DATASET RECORDS:
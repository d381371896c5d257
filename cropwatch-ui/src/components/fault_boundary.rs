//! Fault Boundary Component
//!
//! Wraps the page. The first error a descendant renders trips the boundary:
//! the subtree is torn down and a static diagnostic replaces it until the
//! page is reloaded. Panics abort the WASM instance and are reported by the
//! panic hook instead.
//!
//! Components that can fail take their place in the tree with
//! [`ComponentPath::enter`] and raise [`ComponentError`], so the diagnostic
//! can say where the fault happened.

use leptos::*;
use std::fmt;

const ROOT: &str = "FaultBoundary";

/// Where a component sits under the boundary, outermost first
#[derive(Clone, Debug, PartialEq, Eq)]
pub struct ComponentPath(Vec<&'static str>);

impl ComponentPath {
    pub fn root() -> Self {
        Self(vec![ROOT])
    }

    pub fn child(&self, name: &'static str) -> Self {
        let mut names = self.0.clone();
        names.push(name);
        Self(names)
    }

    /// Extend the enclosing path with `name` and provide it to descendants
    pub fn enter(name: &'static str) -> Self {
        let path = use_context::<ComponentPath>()
            .unwrap_or_else(ComponentPath::root)
            .child(name);
        provide_context(path.clone());
        path
    }
}

impl fmt::Display for ComponentPath {
    fn fmt(&self, f: &mut fmt::Formatter<'_>) -> fmt::Result {
        f.write_str(&self.0.join(" > "))
    }
}

/// A failure raised by a component, tagged with where it happened
#[derive(Clone, Debug)]
pub struct ComponentError {
    pub path: ComponentPath,
    pub message: String,
}

impl ComponentError {
    pub fn new(path: ComponentPath, message: impl Into<String>) -> Self {
        Self {
            path,
            message: message.into(),
        }
    }
}

impl fmt::Display for ComponentError {
    fn fmt(&self, f: &mut fmt::Formatter<'_>) -> fmt::Result {
        f.write_str(&self.message)
    }
}

impl std::error::Error for ComponentError {}

/// Message and component path for one caught error; errors raised without
/// a path are attributed to the boundary itself
pub fn describe(error: &(dyn std::error::Error + 'static)) -> (String, String) {
    match error.downcast_ref::<ComponentError>() {
        Some(e) => (e.message.clone(), e.path.to_string()),
        None => (error.to_string(), ComponentPath::root().to_string()),
    }
}

/// Boundary that latches on the first caught error
#[component]
pub fn FaultBoundary(children: ChildrenFn) -> impl IntoView {
    let tripped = create_rw_signal(None::<(String, String)>);
    provide_context(ComponentPath::root());

    let fallback = move |errors: RwSignal<Errors>| {
        let fault = errors
            .get_untracked()
            .into_iter()
            .next()
            .map(|(_, e)| describe(&**e))
            .unwrap_or_else(|| ("Unknown error".to_string(), ROOT.to_string()));

        web_sys::console::error_1(
            &format!("Error caught by boundary: {} (in {})", fault.0, fault.1).into(),
        );

        // Latch outside the current render pass
        let latched = fault.clone();
        gloo_timers::callback::Timeout::new(0, move || {
            if tripped.get_untracked().is_none() {
                tripped.set(Some(latched));
            }
        })
        .forget();

        let (message, path) = fault;
        view! { <Diagnostic message=message path=path /> }
    };

    move || match tripped.get() {
        Some((message, path)) => view! { <Diagnostic message=message path=path /> }.into_view(),
        None => {
            let children = children.clone();
            view! {
                <ErrorBoundary fallback=fallback>
                    {children()}
                </ErrorBoundary>
            }
            .into_view()
        }
    }
}

#[component]
fn Diagnostic(message: String, path: String) -> impl IntoView {
    view! {
        <div class="error-container">
            <h2>"Something went wrong."</h2>
            <details style="white-space: pre-wrap">
                {message}
                "\n    in "
                {path}
            </details>
        </div>
    }
}

#[cfg(test)]
mod tests {
    use super::*;

    #[test]
    fn test_path_display() {
        let path = ComponentPath::root().child("Dashboard").child("Chart");
        assert_eq!(path.to_string(), "FaultBoundary > Dashboard > Chart");
        assert_eq!(ComponentPath::root().to_string(), "FaultBoundary");
    }

    #[test]
    fn test_describe_component_error() {
        let path = ComponentPath::root().child("Dashboard").child("Chart");
        let error = ComponentError::new(path, "Chart error: 2d context unavailable");

        let (message, path) = describe(&error);
        assert_eq!(message, "Chart error: 2d context unavailable");
        assert_eq!(path, "FaultBoundary > Dashboard > Chart");
    }

    #[test]
    fn test_describe_untagged_error() {
        let error = std::io::Error::new(std::io::ErrorKind::Other, "boom");
        let (message, path) = describe(&error);
        assert_eq!(message, "boom");
        assert_eq!(path, "FaultBoundary");
    }
}
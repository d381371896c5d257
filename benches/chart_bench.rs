//! Benchmarks for the chart adapter and text chart
//!
//! Run with: cargo bench

use chrono::Utc;
use criterion::{black_box, criterion_group, criterion_main, Criterion, Throughput};
use cropwatch::chart::ChartData;
use cropwatch::model::SensorReading;
use cropwatch::render::{chart_lines, sparkline};

fn create_test_readings(count: usize) -> Vec<SensorReading> {
    (0..count)
        .map(|i| {
            let t = i as f64;
            SensorReading::new(
                22.0 + (t / 10.0).sin() * 4.0,
                55.0 + (t / 7.0).cos() * 10.0,
                480.0 + (t / 13.0).sin() * 40.0,
                6.5 + (t / 17.0).cos() * 0.3,
                format!("2024-03-15T{:02}:{:02}:{:02}Z", (i / 3600) % 24, (i / 60) % 60, i % 60),
            )
        })
        .collect()
}

fn bench_chart_adapter(c: &mut Criterion) {
    let mut group = c.benchmark_group("chart_adapter");

    for size in [100, 1000, 10000] {
        let readings = create_test_readings(size);

        group.throughput(Throughput::Elements(size as u64));

        group.bench_function(format!("from_readings_{}", size), |b| {
            b.iter(|| ChartData::from_readings_in(black_box(&readings), &Utc))
        });
    }

    group.finish();
}

fn bench_text_chart(c: &mut Criterion) {
    let mut group = c.benchmark_group("text_chart");

    let chart = ChartData::from_readings_in(&create_test_readings(100), &Utc);

    group.bench_function("sparkline_100", |b| {
        b.iter(|| sparkline(black_box(&chart.temperature().values)))
    });

    group.bench_function("chart_lines_100", |b| {
        b.iter(|| chart_lines(black_box(&chart)))
    });

    group.finish();
}

criterion_group!(benches, bench_chart_adapter, bench_text_chart);
criterion_main!(benches);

ACTIVITY: A bare number is the whole answer: the tally of lines in the listing above that include "Throughput".

RESPONSE TO THIS TASK: 2